Work to complete: All records below are to be set down exactly, each character intact.

-*-*-

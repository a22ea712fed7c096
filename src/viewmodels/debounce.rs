// ============================================================================
// DEBOUNCE - last input wins
// ============================================================================
// Each input replaces (and so clears) the previous timer. Inputs also take a
// ticket, and a timer only delivers when its ticket is still the newest.
// ============================================================================

use std::cell::RefCell;
use std::rc::Rc;

use gloo_timers::callback::Timeout;

/// Timer-free debounce state
#[derive(Debug)]
pub struct Debounce<T> {
    latest: u64,
    pending: Option<T>,
}

impl<T> Default for Debounce<T> {
    fn default() -> Self {
        Self { latest: 0, pending: None }
    }
}

impl<T> Debounce<T> {
    pub fn new() -> Self {
        Self::default()
    }

    /// Record an input; any earlier ticket becomes stale
    pub fn push(&mut self, value: T) -> u64 {
        self.latest += 1;
        self.pending = Some(value);
        self.latest
    }

    /// Deliver the pending value if `ticket` is the newest. Delivers at most once.
    pub fn fire(&mut self, ticket: u64) -> Option<T> {
        if ticket != self.latest {
            return None;
        }
        self.pending.take()
    }

    /// Invalidate every outstanding ticket
    pub fn push_none(&mut self) {
        self.latest += 1;
        self.pending = None;
    }
}

/// Browser debouncer built on `gloo_timers`
pub struct Debouncer<T> {
    state: Rc<RefCell<Debounce<T>>>,
    delay_ms: u32,
    on_settle: Rc<dyn Fn(T)>,
    timer: Rc<RefCell<Option<Timeout>>>,
}

impl<T> Clone for Debouncer<T> {
    fn clone(&self) -> Self {
        Self {
            state: self.state.clone(),
            delay_ms: self.delay_ms,
            on_settle: self.on_settle.clone(),
            timer: self.timer.clone(),
        }
    }
}

impl<T: 'static> Debouncer<T> {
    pub fn new<F>(delay_ms: u32, on_settle: F) -> Self
    where
        F: Fn(T) + 'static,
    {
        Self {
            state: Rc::new(RefCell::new(Debounce::new())),
            delay_ms,
            on_settle: Rc::new(on_settle),
            timer: Rc::new(RefCell::new(None)),
        }
    }

    /// Restart the timer with `value` as the pending input
    pub fn input(&self, value: T) {
        let ticket = self.push(value);
        let state = self.state.clone();
        let on_settle = self.on_settle.clone();
        let timeout = Timeout::new(self.delay_ms, move || deliver(&state, &on_settle, ticket));
        // Dropping the previous Timeout clears it
        let previous = self.timer.borrow_mut().replace(timeout);
        drop(previous);
    }

    /// Drop the pending input and its timer
    pub fn cancel(&self) {
        let previous = self.timer.borrow_mut().take();
        drop(previous);
        self.state.borrow_mut().push_none();
    }

    pub(crate) fn push(&self, value: T) -> u64 {
        self.state.borrow_mut().push(value)
    }

    /// Run the settle step for `ticket` as its timer would
    #[cfg(test)]
    pub(crate) fn settle(&self, ticket: u64) {
        deliver(&self.state, &self.on_settle, ticket);
    }
}

fn deliver<T>(state: &RefCell<Debounce<T>>, on_settle: &Rc<dyn Fn(T)>, ticket: u64) {
    // Release the borrow before running the callback
    let settled = state.borrow_mut().fire(ticket);
    if let Some(value) = settled {
        on_settle(value);
    }
}

#[cfg(test)]
mod tests {
    use super::*;

    #[test]
    fn rapid_inputs_deliver_only_the_final_value_once() {
        let mut debounce = Debounce::new();
        let tickets: Vec<u64> = ["r", "re", "red"].into_iter().map(|text| debounce.push(text)).collect();

        // Timers fire in order; only the last ticket delivers
        let delivered: Vec<&str> = tickets.iter().filter_map(|ticket| debounce.fire(*ticket)).collect();
        assert_eq!(delivered, vec!["red"]);
        assert_eq!(debounce.fire(tickets[2]), None);
    }

    #[test]
    fn stale_ticket_after_new_input_delivers_nothing() {
        let mut debounce = Debounce::new();
        let first = debounce.push(1);
        let second = debounce.push(2);

        assert_eq!(debounce.fire(first), None);
        assert_eq!(debounce.fire(second), Some(2));
        assert_eq!(debounce.fire(second), None);
    }

    #[test]
    fn separated_inputs_each_deliver() {
        let mut debounce = Debounce::new();
        let first = debounce.push("a");
        assert_eq!(debounce.fire(first), Some("a"));

        let second = debounce.push("b");
        assert_eq!(debounce.fire(second), Some("b"));
    }

    fn settled_values(delay_ms: u32) -> (Debouncer<String>, Rc<RefCell<Vec<String>>>) {
        let seen = Rc::new(RefCell::new(Vec::new()));
        let sink = seen.clone();
        let debouncer = Debouncer::new(delay_ms, move |value: String| sink.borrow_mut().push(value));
        (debouncer, seen)
    }

    #[test]
    fn superseded_timer_delivers_nothing() {
        let (debouncer, seen) = settled_values(300);
        let first = debouncer.push("r".to_string());
        let last = debouncer.push("red".to_string());

        debouncer.settle(first);
        assert!(seen.borrow().is_empty());
        debouncer.settle(last);
        debouncer.settle(last);
        assert_eq!(*seen.borrow(), vec!["red".to_string()]);
    }

    #[test]
    fn cancel_discards_the_pending_input() {
        let (debouncer, seen) = settled_values(300);
        let ticket = debouncer.push("red".to_string());
        debouncer.cancel();

        debouncer.settle(ticket);
        assert!(seen.borrow().is_empty());

        let next = debouncer.push("blue".to_string());
        debouncer.settle(next);
        assert_eq!(*seen.borrow(), vec!["blue".to_string()]);
    }
}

-*-*-

Task solution:
repository a22ea712fed7c096
filename src/viewmodels/debounce.rs
// ============================================================================
// DEBOUNCE - last input wins
// ============================================================================
// Each input replaces (and so clears) the previous timer. Inputs also take a
// ticket, and a timer only delivers when its ticket is still the newest.
// ============================================================================

use std::cell::RefCell;
use std::rc::Rc;

use gloo_timers::callback::Timeout;

/// Timer-free debounce state
#[derive(Debug)]
pub struct Debounce<T> {
    latest: u64,
    pending: Option<T>,
}

impl<T> Default for Debounce<T> {
    fn default() -> Self {
        Self { latest: 0, pending: None }
    }
}

impl<T> Debounce<T> {
    pub fn new() -> Self {
        Self::default()
    }

    /// Record an input; any earlier ticket becomes stale
    pub fn push(&mut self, value: T) -> u64 {
        self.latest += 1;
        self.pending = Some(value);
        self.latest
    }

    /// Deliver the pending value if `ticket` is the newest. Delivers at most once.
    pub fn fire(&mut self, ticket: u64) -> Option<T> {
        if ticket != self.latest {
            return None;
        }
        self.pending.take()
    }

    /// Invalidate every outstanding ticket
    pub fn push_none(&mut self) {
        self.latest += 1;
        self.pending = None;
    }
}

/// Browser debouncer built on `gloo_timers`
pub struct Debouncer<T> {
    state: Rc<RefCell<Debounce<T>>>,
    delay_ms: u32,
    on_settle: Rc<dyn Fn(T)>,
    timer: Rc<RefCell<Option<Timeout>>>,
}

impl<T> Clone for Debouncer<T> {
    fn clone(&self) -> Self {
        Self {
            state: self.state.clone(),
            delay_ms: self.delay_ms,
            on_settle: self.on_settle.clone(),
            timer: self.timer.clone(),
        }
    }
}

impl<T: 'static> Debouncer<T> {
    pub fn new<F>(delay_ms: u32, on_settle: F) -> Self
    where
        F: Fn(T) + 'static,
    {
        Self {
            state: Rc::new(RefCell::new(Debounce::new())),
            delay_ms,
            on_settle: Rc::new(on_settle),
            timer: Rc::new(RefCell::new(None)),
        }
    }

    /// Restart the timer with `value` as the pending input
    pub fn input(&self, value: T) {
        let ticket = self.push(value);
        let state = self.state.clone();
        let on_settle = self.on_settle.clone();
        let timeout = Timeout::new(self.delay_ms, move || deliver(&state, &on_settle, ticket));
        // Dropping the previous Timeout clears it
        let previous = self.timer.borrow_mut().replace(timeout);
        drop(previous);
    }

    /// Drop the pending input and its timer
    pub fn cancel(&self) {
        let previous = self.timer.borrow_mut().take();
        drop(previous);
        self.state.borrow_mut().push_none();
    }

    pub(crate) fn push(&self, value: T) -> u64 {
        self.state.borrow_mut().push(value)
    }

    /// Run the settle step for `ticket` as its timer would
    #[cfg(test)]
    pub(crate) fn settle(&self, ticket: u64) {
        deliver(&self.state, &self.on_settle, ticket);
    }
}

fn deliver<T>(state: &RefCell<Debounce<T>>, on_settle: &Rc<dyn Fn(T)>, ticket: u64) {
    // Release the borrow before running the callback
    let settled = state.borrow_mut().fire(ticket);
    if let Some(value) = settled {
        on_settle(value);
    }
}

#[cfg(test)]
mod tests {
    use super::*;

    #[test]
    fn rapid_inputs_deliver_only_the_final_value_once() {
        let mut debounce = Debounce::new();
        let tickets: Vec<u64> = ["r", "re", "red"].into_iter().map(|text| debounce.push(text)).collect();

        // Timers fire in order; only the last ticket delivers
        let delivered: Vec<&str> = tickets.iter().filter_map(|ticket| debounce.fire(*ticket)).collect();
        assert_eq!(delivered, vec!["red"]);
        assert_eq!(debounce.fire(tickets[2]), None);
    }

    #[test]
    fn stale_ticket_after_new_input_delivers_nothing() {
        let mut debounce = Debounce::new();
        let first = debounce.push(1);
        let second = debounce.push(2);

        assert_eq!(debounce.fire(first), None);
        assert_eq!(debounce.fire(second), Some(2));
        assert_eq!(debounce.fire(second), None);
    }

    #[test]
    fn separated_inputs_each_deliver() {
        let mut debounce = Debounce::new();
        let first = debounce.push("a");
        assert_eq!(debounce.fire(first), Some("a"));

        let second = debounce.push("b");
        assert_eq!(debounce.fire(second), Some("b"));
    }

    fn settled_values(delay_ms: u32) -> (Debouncer<String>, Rc<RefCell<Vec<String>>>) {
        let seen = Rc::new(RefCell::new(Vec::new()));
        let sink = seen.clone();
        let debouncer = Debouncer::new(delay_ms, move |value: String| sink.borrow_mut().push(value));
        (debouncer, seen)
    }

    #[test]
    fn superseded_timer_delivers_nothing() {
        let (debouncer, seen) = settled_values(300);
        let first = debouncer.push("r".to_string());
        let last = debouncer.push("red".to_string());

        debouncer.settle(first);
        assert!(seen.borrow().is_empty());
        debouncer.settle(last);
        debouncer.settle(last);
        assert_eq!(*seen.borrow(), vec!["red".to_string()]);
    }

    #[test]
    fn cancel_discards_the_pending_input() {
        let (debouncer, seen) = settled_values(300);
        let ticket = debouncer.push("red".to_string());
        debouncer.cancel();

        debouncer.settle(ticket);
        assert!(seen.borrow().is_empty());

        let next = debouncer.push("blue".to_string());
        debouncer.settle(next);
        assert_eq!(*seen.borrow(), vec!["blue".to_string()]);
    }
}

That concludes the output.